What this task involves: In the data, find the word "DeserializeConfigError" and copy out every line that has it.

(Saved entries)
══════════════════════════════

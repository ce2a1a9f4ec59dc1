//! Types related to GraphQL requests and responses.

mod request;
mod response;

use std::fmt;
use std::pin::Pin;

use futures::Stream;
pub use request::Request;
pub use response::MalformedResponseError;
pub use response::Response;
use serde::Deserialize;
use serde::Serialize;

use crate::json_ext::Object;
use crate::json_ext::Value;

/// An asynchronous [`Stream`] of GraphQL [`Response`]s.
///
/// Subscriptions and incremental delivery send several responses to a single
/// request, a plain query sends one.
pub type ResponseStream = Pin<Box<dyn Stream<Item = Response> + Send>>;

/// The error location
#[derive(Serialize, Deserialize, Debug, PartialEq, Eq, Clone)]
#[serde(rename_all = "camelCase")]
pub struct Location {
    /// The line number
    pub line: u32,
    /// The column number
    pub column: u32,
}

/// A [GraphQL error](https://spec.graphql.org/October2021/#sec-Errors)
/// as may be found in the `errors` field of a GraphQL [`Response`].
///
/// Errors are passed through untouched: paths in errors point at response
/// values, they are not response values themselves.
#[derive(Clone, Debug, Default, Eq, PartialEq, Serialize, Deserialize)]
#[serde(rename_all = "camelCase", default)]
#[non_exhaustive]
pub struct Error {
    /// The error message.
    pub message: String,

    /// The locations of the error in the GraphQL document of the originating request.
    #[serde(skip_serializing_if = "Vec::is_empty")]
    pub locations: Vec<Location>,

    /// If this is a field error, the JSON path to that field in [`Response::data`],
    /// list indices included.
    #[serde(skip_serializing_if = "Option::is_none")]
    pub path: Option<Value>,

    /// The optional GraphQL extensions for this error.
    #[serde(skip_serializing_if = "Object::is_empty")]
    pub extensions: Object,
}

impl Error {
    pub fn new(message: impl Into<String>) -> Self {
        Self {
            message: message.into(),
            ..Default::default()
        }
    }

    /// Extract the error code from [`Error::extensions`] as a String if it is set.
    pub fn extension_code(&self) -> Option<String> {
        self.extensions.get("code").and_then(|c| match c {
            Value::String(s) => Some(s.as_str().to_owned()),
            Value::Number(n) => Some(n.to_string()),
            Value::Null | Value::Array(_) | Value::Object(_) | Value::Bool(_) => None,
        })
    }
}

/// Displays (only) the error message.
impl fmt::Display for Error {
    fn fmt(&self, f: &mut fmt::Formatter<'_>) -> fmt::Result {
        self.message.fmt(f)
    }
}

══════════════════════════════

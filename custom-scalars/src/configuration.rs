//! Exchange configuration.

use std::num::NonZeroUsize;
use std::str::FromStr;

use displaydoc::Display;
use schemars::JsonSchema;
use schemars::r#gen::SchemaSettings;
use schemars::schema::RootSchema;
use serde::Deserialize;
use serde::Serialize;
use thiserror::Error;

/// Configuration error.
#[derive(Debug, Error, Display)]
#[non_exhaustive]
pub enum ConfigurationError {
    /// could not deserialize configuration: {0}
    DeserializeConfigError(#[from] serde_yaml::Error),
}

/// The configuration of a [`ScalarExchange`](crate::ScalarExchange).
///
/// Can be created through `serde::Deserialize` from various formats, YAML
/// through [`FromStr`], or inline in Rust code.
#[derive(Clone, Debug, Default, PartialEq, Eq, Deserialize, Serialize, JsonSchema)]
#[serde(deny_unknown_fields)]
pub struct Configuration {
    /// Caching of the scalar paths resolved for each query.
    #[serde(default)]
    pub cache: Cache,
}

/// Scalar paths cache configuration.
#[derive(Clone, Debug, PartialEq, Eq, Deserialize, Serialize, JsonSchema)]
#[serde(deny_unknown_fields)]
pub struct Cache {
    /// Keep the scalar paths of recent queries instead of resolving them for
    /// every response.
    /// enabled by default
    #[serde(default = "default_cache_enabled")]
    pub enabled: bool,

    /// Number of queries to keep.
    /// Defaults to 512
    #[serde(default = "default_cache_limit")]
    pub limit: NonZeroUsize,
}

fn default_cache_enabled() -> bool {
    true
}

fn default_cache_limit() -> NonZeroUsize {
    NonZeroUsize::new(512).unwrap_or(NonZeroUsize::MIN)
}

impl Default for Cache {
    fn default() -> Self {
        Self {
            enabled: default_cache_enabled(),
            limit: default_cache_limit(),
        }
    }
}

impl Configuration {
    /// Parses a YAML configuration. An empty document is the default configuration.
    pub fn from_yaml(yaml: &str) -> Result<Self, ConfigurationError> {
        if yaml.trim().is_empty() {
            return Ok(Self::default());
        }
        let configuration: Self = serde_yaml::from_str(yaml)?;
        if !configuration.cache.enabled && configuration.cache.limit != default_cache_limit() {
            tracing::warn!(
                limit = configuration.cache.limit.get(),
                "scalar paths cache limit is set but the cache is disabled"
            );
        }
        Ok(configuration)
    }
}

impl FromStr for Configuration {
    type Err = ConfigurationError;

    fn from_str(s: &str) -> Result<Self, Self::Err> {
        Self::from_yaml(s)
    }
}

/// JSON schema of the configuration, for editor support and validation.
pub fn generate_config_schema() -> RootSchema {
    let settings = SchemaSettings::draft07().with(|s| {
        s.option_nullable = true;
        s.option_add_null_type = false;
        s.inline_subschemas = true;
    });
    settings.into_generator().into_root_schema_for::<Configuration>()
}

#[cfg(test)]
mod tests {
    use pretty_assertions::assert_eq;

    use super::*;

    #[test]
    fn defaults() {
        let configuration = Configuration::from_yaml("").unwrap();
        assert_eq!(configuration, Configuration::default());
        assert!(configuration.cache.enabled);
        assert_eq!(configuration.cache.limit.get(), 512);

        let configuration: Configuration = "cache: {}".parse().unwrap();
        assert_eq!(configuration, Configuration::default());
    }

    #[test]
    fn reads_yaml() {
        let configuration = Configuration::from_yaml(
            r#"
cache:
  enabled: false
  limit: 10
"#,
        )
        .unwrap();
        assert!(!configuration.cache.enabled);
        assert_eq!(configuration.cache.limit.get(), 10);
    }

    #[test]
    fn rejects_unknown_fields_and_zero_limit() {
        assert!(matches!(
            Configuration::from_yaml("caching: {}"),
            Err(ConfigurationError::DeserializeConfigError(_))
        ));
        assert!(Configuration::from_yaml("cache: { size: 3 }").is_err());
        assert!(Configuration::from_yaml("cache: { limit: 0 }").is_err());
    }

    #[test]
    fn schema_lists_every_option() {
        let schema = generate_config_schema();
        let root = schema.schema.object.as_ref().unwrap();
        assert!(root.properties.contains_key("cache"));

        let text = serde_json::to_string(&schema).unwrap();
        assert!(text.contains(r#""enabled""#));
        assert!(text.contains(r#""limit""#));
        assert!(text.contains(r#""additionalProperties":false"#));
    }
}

══════════════════════════════

Task response:
    DeserializeConfigError(#[from] serde_yaml::Error),
            Err(ConfigurationError::DeserializeConfigError(_))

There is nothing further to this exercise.